Mas hoje, liberto-te deste sentimento que me fez desejar que o céu fosse azul… Mas ele só o é quando assim o quer e se por um instante soubeste ser pintor na tela que te ofereci, hoje tudo não passa de um quadro onde as cores vão desbotando com o tempo que marca o compasso de tua ausência…

 

Hoje escrevo para soltar as amarras que me prendem a ti.

 

Eu sei que não é fácil navegar contra a maré, nem contra aquilo que o coração sente. Sei que o pensamento vai e vem como as marés, trazendo a praia dos meus sentidos tudo aquilo que foste, és e serás para mim.

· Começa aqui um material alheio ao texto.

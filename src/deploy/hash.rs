use std::collections::HashMap;
use std::fs::File;
use std::io::Read;
use std::path::{Path, PathBuf};

use blake3::Hasher;
use tracing::debug;

use crate::errors::Result;

/// Compute the blake3 hash of a single file.
pub fn compute_file_hash(path: &Path) -> Result<String> {
    let mut hasher = Hasher::new();
    let mut file = File::open(path)?;
    let mut buf = [0u8; 8192];
    loop {
        let n = file.read(&mut buf)?;
        if n == 0 {
            break;
        }
        hasher.update(&buf[..n]);
    }
    Ok(hasher.finalize().to_hex().to_string())
}

/// Content hashes of the artifacts deployed during this session.
///
/// Kept in memory only: a fresh session always deploys everything once.
#[derive(Debug, Default)]
pub struct ArtifactHashes {
    map: HashMap<PathBuf, String>,
}

impl ArtifactHashes {
    pub fn new() -> Self {
        Self::default()
    }

    /// Hash `path` and report whether it differs from the last recorded
    /// deploy. Returns the fresh hash so the caller can record it once the
    /// deploy actually succeeded.
    pub fn check(&self, path: &Path) -> Result<(bool, String)> {
        let hash = compute_file_hash(path)?;
        let changed = self.map.get(path) != Some(&hash);
        debug!(artifact = %path.display(), changed, "checked artifact hash");
        Ok((changed, hash))
    }

    pub fn record(&mut self, path: &Path, hash: String) {
        self.map.insert(path.to_path_buf(), hash);
    }
}
// tests/watch_trigger.rs
//
// Marker-driven redeploys against a simulated build output stream.

mod common;
use crate::common::{init_tracing, with_timeout};

use std::time::Duration;

use bundlewatch::watch::watch_output;
use bundlewatch_test_utils::fake_deployer::RecordingDeployer;
use tokio::io::AsyncWriteExt;

const MARKER: &str = "BUILD SUCCESS";

#[tokio::test]
async fn two_markers_trigger_two_sequential_deploys() {
    init_tracing();

    let (mut writer, reader) = tokio::io::duplex(4096);
    let deployer = RecordingDeployer::new().with_delay(Duration::from_millis(100));
    let probe = deployer.clone();

    let handle = watch_output(reader, MARKER.to_string(), deployer, false);

    writer
        .write_all(b"[INFO] Scanning for projects...\n[INFO] Compiling 3 source files\n")
        .await
        .unwrap();
    tokio::time::sleep(Duration::from_millis(50)).await;
    assert_eq!(probe.call_count(), 0, "no deploy before the first marker");

    writer.write_all(b"[INFO] BUILD SUCCESS\n").await.unwrap();
    writer
        .write_all(b"[INFO] Changes detected - recompiling\n[INFO] BUILD SUCCESS\n")
        .await
        .unwrap();
    drop(writer);

    let stats = with_timeout(handle.finish()).await;

    assert_eq!(stats.requested, 2);
    assert_eq!(stats.deploys(), 2);
    assert_eq!(stats.succeeded, 2);
    assert_eq!(stats.coalesced, 0);

    let log = probe.log();
    let log = log.lock().unwrap();
    assert_eq!(log.calls, vec![1, 2]);
    assert!(!log.overlapped, "deploys must never run concurrently");
}

#[tokio::test]
async fn markers_during_a_deploy_coalesce_into_one_pending_run() {
    init_tracing();

    let (mut writer, reader) = tokio::io::duplex(4096);
    let deployer = RecordingDeployer::new().with_delay(Duration::from_millis(300));
    let probe = deployer.clone();

    let handle = watch_output(reader, MARKER.to_string(), deployer, false);

    writer.write_all(b"BUILD SUCCESS #1\n").await.unwrap();
    // Let the first deploy start.
    tokio::time::sleep(Duration::from_millis(100)).await;
    assert_eq!(probe.call_count(), 1);

    writer
        .write_all(b"BUILD SUCCESS #2\nBUILD SUCCESS #3\n")
        .await
        .unwrap();
    drop(writer);

    let stats = with_timeout(handle.finish()).await;

    assert_eq!(stats.requested, 3);
    assert_eq!(stats.deploys(), 2);
    assert_eq!(stats.coalesced, 1);
    assert!(!probe.log().lock().unwrap().overlapped);
}

#[tokio::test]
async fn failing_deploy_does_not_end_the_watch() {
    init_tracing();

    let input: &'static [u8] = b"BUILD SUCCESS\nnoise\nBUILD SUCCESS\n";
    let deployer = RecordingDeployer::new().failing_on(&[1]);
    let probe = deployer.clone();

    let handle = watch_output(input, MARKER.to_string(), deployer, false);
    let stats = with_timeout(handle.finish()).await;

    assert_eq!(probe.call_count(), 2);
    assert_eq!(stats.failed, 1);
    assert_eq!(stats.succeeded, 1);
}

#[tokio::test]
async fn stream_without_markers_never_deploys() {
    init_tracing();

    let input: &'static [u8] = b"[INFO] BUILD FAILURE\n[ERROR] compilation error\n";
    let deployer = RecordingDeployer::new();
    let probe = deployer.clone();

    let stats = with_timeout(watch_output(input, MARKER.to_string(), deployer, false).finish()).await;

    assert_eq!(stats.requested, 0);
    assert_eq!(probe.call_count(), 0);
}

#[tokio::test]
async fn stop_returns_while_stream_is_still_open() {
    init_tracing();

    let (mut writer, reader) = tokio::io::duplex(4096);
    let deployer = RecordingDeployer::new();
    let probe = deployer.clone();

    let handle = watch_output(reader, MARKER.to_string(), deployer, false);
    writer.write_all(b"BUILD SUCCESS\n").await.unwrap();
    tokio::time::sleep(Duration::from_millis(50)).await;

    // `writer` stays open: only `stop` can end this.
    let stats = with_timeout(handle.stop()).await;
    assert_eq!(stats.deploys(), 1);
    assert_eq!(probe.call_count(), 1);
    drop(writer);
}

Sei que cada onda virá morrer aos meus pés, trazendo um pouco de ti e aumentando a saudade que deixas… Sei…

 

Mas sei também que um dia, irás lembrar de um pequeno barco de papel que se prendeu em teu abraço e fez de tua alma seu porto de abrigo… Que um dia, com o olhar perdido no horizonte de um mar qualquer, irás sentir saudade de um sorriso… E sei, que por um instante que seja, irás sentir minha falta.

 

E quando sentires que se perdeu algo no tempo, então vais perceber que soltei as amarras que me prendiam a ti… e que o mar não é mais que o guardião das saudades que sente uma alma pequena que se encontrou para de novo se perder!

 


Escrito da alma: Madalena às 16:46
De aquiloqueeuescrevo a 12 de Fevereiro de 2007 às 22:24
Faltam-me as palavras. Acredita em mim. Adorei. Percebi. Senti. Compreendi perfeitamente.